Combien de temps s'était écoulé ? C'était-elle assoupie ? Etait-elle morte ? L'angoisse de Miranda grandissait.
- Hein… ouais… quoi ? demanda Jack en sursautant, surprise de se trouver face à Miranda, accroupie devant elle, le regard anxieux. Elle ne m'a pas abandonnée, laissé crever seule dans cette grotte miteuse, se dit-elle soulagée.
- Vous étiez assise le regard dans le vide. J'avais beau vous appeler, vous ne me répondiez pas, lui expliqua Miranda, d'une voix émue.
- Ah ! fut sa seule réponse, assommée parce qu'elle venait de lui apprendre.
- Accrochez-vous à moi. Je vais vous aider à mieux vous installer, suggéra Miranda d'une voix remplie de bienveillance.
Elle l'enlaça délicatement l'aidant à se pencher en avant de telle sorte qu'elle puisse ajuster le sac rempli dans l'intention de caler son dos de façon plus confortable.
- Merci, Princesse, dit Jack d'une voix émue, remplie de reconnaissance par toutes ces attentions.
- Je vous en prie… Par contre, s'il vous plaît. Ne m'appelez pas Princesse, lui demanda Miranda dont l'intonation de la voix trahissait les blessures que provoquait ce terme. Je préférais même quand vous m'appelez pom-pom girl. C'est vous dire, ajouta-t-elle avec un sourire forcé.
- Votre enfance fut si douloureuse que ça ? demanda d'une voix sincère Jack.
Miranda prit un instant avant de répondre.
- Pas douloureuse, comparé à vous. Non, c'était juste sur le plan psychologiquement, lui confia Miranda.

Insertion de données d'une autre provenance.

//! Scenario: health probes against a live, failing and absent service.

use e2e_tests::{run_scenario, TestConfigOptions, TestEnv};
use keeper_monitoring::HealthStatus;
use keeper_supervisor::ServiceStatus;
use std::path::Path;

fn fakesvc() -> &'static Path {
    Path::new(env!("CARGO_BIN_EXE_fakesvc"))
}

#[tokio::test]
async fn test_health_of_running_service() {
    run_scenario("Health: Healthy", || async {
        let env = TestEnv::new(fakesvc(), TestConfigOptions::default());
        let supervisor = env.supervisor();
        supervisor
            .start()
            .await
            .map_err(|e| format!("start failed: {}", e))?;

        let report = supervisor.health().await;
        println!("Health report: {:?}", report);
        if report.status != HealthStatus::Healthy || report.attempts != 1 {
            return Err(format!("expected healthy on first attempt, got {:?}", report));
        }
        if report.last_status_code != Some(200) {
            return Err(format!("expected 200, got {:?}", report.last_status_code));
        }
        println!("✓ Healthy\n");

        supervisor
            .stop()
            .await
            .map_err(|e| format!("stop failed: {}", e))?;
        Ok(())
    })
    .await;
}

#[tokio::test]
async fn test_health_of_failing_service() {
    run_scenario("Health: Unhealthy", || async {
        let env = TestEnv::new(
            fakesvc(),
            TestConfigOptions {
                fakesvc_args: vec!["--fail-health".to_string()],
                probe_attempts: 2,
                probe_delay_ms: 100,
                ..Default::default()
            },
        );
        let supervisor = env.supervisor();
        supervisor
            .start()
            .await
            .map_err(|e| format!("start failed: {}", e))?;

        let report = supervisor.health().await;
        println!("Health report: {:?}", report);
        if report.is_healthy() || report.attempts != 2 {
            return Err(format!("expected unhealthy after 2 attempts, got {:?}", report));
        }
        if report.last_status_code != Some(503) {
            return Err(format!("expected 503, got {:?}", report.last_status_code));
        }

        let status = supervisor
            .status()
            .await
            .map_err(|e| format!("status failed: {}", e))?;
        if !matches!(status, ServiceStatus::Running { responding: false, .. }) {
            return Err(format!("expected running but not responding, got: {}", status));
        }
        println!("✓ Unhealthy but running: {}\n", status);

        supervisor
            .stop()
            .await
            .map_err(|e| format!("stop failed: {}", e))?;
        Ok(())
    })
    .await;
}

#[tokio::test]
async fn test_health_without_service() {
    run_scenario("Health: Nothing Listening", || async {
        let env = TestEnv::new(
            fakesvc(),
            TestConfigOptions {
                probe_attempts: 2,
                probe_delay_ms: 50,
                ..Default::default()
            },
        );

        let report = env.supervisor().health().await;
        println!("Health report: {:?}", report);
        if report.is_healthy() || report.last_status_code.is_some() {
            return Err(format!("expected connection failure, got {:?}", report));
        }
        if report.last_error.is_none() {
            return Err("unhealthy report carries no error".to_string());
        }
        println!("✓ Unhealthy: {:?}\n", report.last_error);
        Ok(())
    })
    .await;
}
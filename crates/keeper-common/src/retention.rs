//! Timestamped artifact naming and age-based eviction.
//!
//! Archived logs and backups are named `<prefix>_<YYYYmmdd_HHMMSS><suffix>`,
//! optionally with a `-<n>` disambiguator before the suffix. Their age is read
//! from that timestamp, falling back to the file's mtime when the name does
//! not carry one.

use chrono::{DateTime, NaiveDateTime, Utc};
use std::path::{Path, PathBuf};
use std::time::Duration;
use tracing::{debug, warn};

/// `strftime` format of artifact timestamps.
pub const TIMESTAMP_FORMAT: &str = "%Y%m%d_%H%M%S";

const TIMESTAMP_LEN: usize = 15;

pub fn format_timestamp(at: DateTime<Utc>) -> String {
    at.format(TIMESTAMP_FORMAT).to_string()
}

pub fn parse_timestamp(value: &str) -> Option<DateTime<Utc>> {
    NaiveDateTime::parse_from_str(value, TIMESTAMP_FORMAT)
        .ok()
        .map(|naive| naive.and_utc())
}

/// Extract the timestamp from `<prefix>_<ts>[-n]<suffix>`.
pub fn timestamp_from_name(name: &str, suffix: &str) -> Option<DateTime<Utc>> {
    let stem = name.strip_suffix(suffix)?;

    // Drop a trailing "-<n>" disambiguator.
    let stem = match stem.rsplit_once('-') {
        Some((head, tail)) if !tail.is_empty() && tail.chars().all(|c| c.is_ascii_digit()) => head,
        _ => stem,
    };

    if stem.len() <= TIMESTAMP_LEN {
        return None;
    }
    let split = stem.len() - TIMESTAMP_LEN;
    if !stem.is_char_boundary(split) || !stem[..split].ends_with('_') {
        return None;
    }
    parse_timestamp(&stem[split..])
}

/// Creation time of an artifact: name timestamp first, then mtime.
pub fn artifact_time(path: &Path, suffix: &str) -> Option<DateTime<Utc>> {
    let from_name = path
        .file_name()
        .and_then(|n| n.to_str())
        .and_then(|n| timestamp_from_name(n, suffix));

    from_name.or_else(|| {
        std::fs::metadata(path)
            .and_then(|m| m.modified())
            .ok()
            .map(DateTime::<Utc>::from)
    })
}

/// True when `created` is strictly older than `retention` at `now`.
pub fn is_expired(created: DateTime<Utc>, now: DateTime<Utc>, retention: Duration) -> bool {
    match (now - created).to_std() {
        Ok(age) => age > retention,
        // Timestamps in the future are never expired.
        Err(_) => false,
    }
}

/// First free path of the form `<dir>/<stem><suffix>`, `<dir>/<stem>-1<suffix>`, ...
pub fn unique_path(dir: &Path, stem: &str, suffix: &str) -> PathBuf {
    let stem = unique_stem(dir, stem, &[suffix]);
    dir.join(format!("{}{}", stem, suffix))
}

/// First stem of the form `<stem>`, `<stem>-1`, ... for which no
/// `<dir>/<stem><suffix>` exists for any of `suffixes`.
pub fn unique_stem(dir: &Path, stem: &str, suffixes: &[&str]) -> String {
    let taken = |candidate: &str| {
        suffixes
            .iter()
            .any(|suffix| dir.join(format!("{}{}", candidate, suffix)).exists())
    };
    if !taken(stem) {
        return stem.to_string();
    }
    let mut n = 1u32;
    loop {
        let candidate = format!("{}-{}", stem, n);
        if !taken(&candidate) {
            return candidate;
        }
        n += 1;
    }
}

/// Outcome of an eviction sweep.
#[derive(Debug, Default)]
pub struct Eviction {
    pub evicted: Vec<PathBuf>,
    pub failures: Vec<(PathBuf, std::io::Error)>,
}

/// Delete every managed artifact in `dir` older than `retention`.
///
/// `suffix_of` returns the artifact suffix for file names this sweep owns and
/// `None` for anything else, which is left alone. A missing directory is an
/// empty sweep.
pub fn evict_expired<F>(
    dir: &Path,
    now: DateTime<Utc>,
    retention: Duration,
    suffix_of: F,
) -> std::io::Result<Eviction>
where
    F: Fn(&str) -> Option<&'static str>,
{
    let mut eviction = Eviction::default();

    let entries = match std::fs::read_dir(dir) {
        Ok(entries) => entries,
        Err(e) if e.kind() == std::io::ErrorKind::NotFound => return Ok(eviction),
        Err(e) => return Err(e),
    };

    for entry in entries {
        let entry = match entry {
            Ok(entry) => entry,
            Err(e) => {
                warn!(dir = %dir.display(), error = %e, "Failed to read directory entry, skipping");
                eviction.failures.push((dir.to_path_buf(), e));
                continue;
            }
        };
        let path = entry.path();
        if !entry.file_type().map(|t| t.is_file()).unwrap_or(false) {
            continue;
        }
        let Some(name) = path.file_name().and_then(|n| n.to_str()) else {
            continue;
        };
        let Some(suffix) = suffix_of(name) else {
            continue;
        };
        let Some(created) = artifact_time(&path, suffix) else {
            warn!(path = %path.display(), "Cannot determine artifact age, keeping it");
            continue;
        };
        if !is_expired(created, now, retention) {
            continue;
        }

        match std::fs::remove_file(&path) {
            Ok(()) => {
                debug!(path = %path.display(), "Evicted expired artifact");
                eviction.evicted.push(path);
            }
            Err(e) => {
                warn!(path = %path.display(), error = %e, "Failed to evict artifact");
                eviction.failures.push((path, e));
            }
        }
    }

    Ok(eviction)
}
use serde::Serialize;
use std::path::PathBuf;

/// A running service as the supervisor knows it.
///
/// Only `pid` is persisted (in the PID file); the port and paths are fixed by
/// configuration and rejoined when the handle is rebuilt.
#[derive(Debug, Clone, PartialEq, Eq, Serialize)]
pub struct ProcessHandle {
    pub pid: u32,
    pub port: u16,
    pub pid_file: PathBuf,
    pub log_file: PathBuf,
    pub error_log_file: PathBuf,
}

/// The configuration-fixed part of a [`ProcessHandle`].
#[derive(Debug, Clone, PartialEq, Eq, Serialize)]
pub struct HandleTemplate {
    pub port: u16,
    pub pid_file: PathBuf,
    pub log_file: PathBuf,
    pub error_log_file: PathBuf,
}

impl HandleTemplate {
    pub fn bind(&self, pid: u32) -> ProcessHandle {
        ProcessHandle {
            pid,
            port: self.port,
            pid_file: self.pid_file.clone(),
            log_file: self.log_file.clone(),
            error_log_file: self.error_log_file.clone(),
        }
    }
}
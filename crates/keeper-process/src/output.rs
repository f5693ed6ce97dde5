//! Service output files.

use std::collections::VecDeque;
use std::fs::{File, OpenOptions};
use std::io::{BufRead, BufReader};
use std::path::Path;

/// Open `path` for appending, creating it and its parent directories.
pub fn open_append(path: &Path) -> std::io::Result<File> {
    if let Some(parent) = path.parent() {
        std::fs::create_dir_all(parent)?;
    }
    OpenOptions::new().create(true).append(true).open(path)
}

/// Last `count` lines of a text file. A missing file has no lines.
pub fn tail_lines(path: &Path, count: usize) -> std::io::Result<Vec<String>> {
    let file = match File::open(path) {
        Ok(file) => file,
        Err(e) if e.kind() == std::io::ErrorKind::NotFound => return Ok(Vec::new()),
        Err(e) => return Err(e),
    };

    let mut tail = VecDeque::with_capacity(count);
    for line in BufReader::new(file).split(b'\n') {
        let line = line?;
        if tail.len() == count {
            tail.pop_front();
        }
        if count > 0 {
            tail.push_back(String::from_utf8_lossy(&line).into_owned());
        }
    }
    Ok(tail.into_iter().collect())
}
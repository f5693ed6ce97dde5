//! Per-process usage sampling via `sysinfo`.

use std::time::Duration;
use sysinfo::{Pid, ProcessRefreshKind, ProcessStatus, System};
use tracing::debug;

/// Point-in-time usage of a single process.
#[derive(Debug, Clone, Copy, PartialEq, Eq)]
pub struct ProcessUsage {
    /// Resident memory in bytes.
    pub memory_bytes: u64,
    /// Time since the process started.
    pub uptime: Duration,
}

fn refreshed(pid: u32) -> Option<System> {
    let mut system = System::new();
    let sysinfo_pid = Pid::from_u32(pid);
    // Without an explicit refresh sysinfo reports nothing for the PID.
    if system.refresh_process_specifics(sysinfo_pid, ProcessRefreshKind::new().with_memory()) {
        Some(system)
    } else {
        None
    }
}

/// Sample memory and uptime for `pid`. `None` when the process is gone or
/// the platform does not expose it.
pub fn process_usage(pid: u32) -> Option<ProcessUsage> {
    let system = refreshed(pid)?;
    let process = system.process(Pid::from_u32(pid))?;

    let usage = ProcessUsage {
        memory_bytes: process.memory(),
        uptime: Duration::from_secs(process.run_time()),
    };
    debug!(
        pid,
        memory_bytes = usage.memory_bytes,
        uptime_secs = usage.uptime.as_secs(),
        "Sampled process usage"
    );
    Some(usage)
}

/// True when `pid` is a zombie: exited, with its status not yet collected.
pub fn is_zombie(pid: u32) -> bool {
    refreshed(pid)
        .and_then(|system| {
            system
                .process(Pid::from_u32(pid))
                .map(|p| p.status() == ProcessStatus::Zombie)
        })
        .unwrap_or(false)
}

- Raconter moi, Miranda, demanda Jack. Utilisant pour la première fois son prénom, ce qui n'échappa pas à la jeune femme qui en fut touché.
- Que dire… J'ai vu le jour et grandis dans les désirs d'un mégalomane. Physiquement, je fus créée génétiquement pour incarner l'être humain parfait dans l'objectif d'assurer la pérennité de l'empire fondé par mon père. Puis il a voulu me façonner à son image psychologiquement. Il m'a imposé une vie très stricte, m'interdisant toute vie sociale normale. Tout comme vous, aucun d'ami ne mettait accordé, tout ne tournait qu'autour de ce qu'il voulait. Et lorsque je croyais réussir à obtenir quelque chose de lui, je me rendais vite compte que s'il accédait à mes requêtes, c'était parce que cela servirait ses desseins. Il m'a toujours poussée à atteindre des buts impossibles. Malgré mes efforts, il n'a jamais montré de fierté à mon égard. Je n’étais pas sa fille ; je représentais une déception de plus pour lui. Vous savez, je ne fus pas sa première création, il en créa d'autres avant moi. C'est pour cela qu'il a fait Oriana. Dans le dessein de me remplacer. Cette pression constante, son manque d'affection m'ont poussée à renoncer à tout pour m'enfuir.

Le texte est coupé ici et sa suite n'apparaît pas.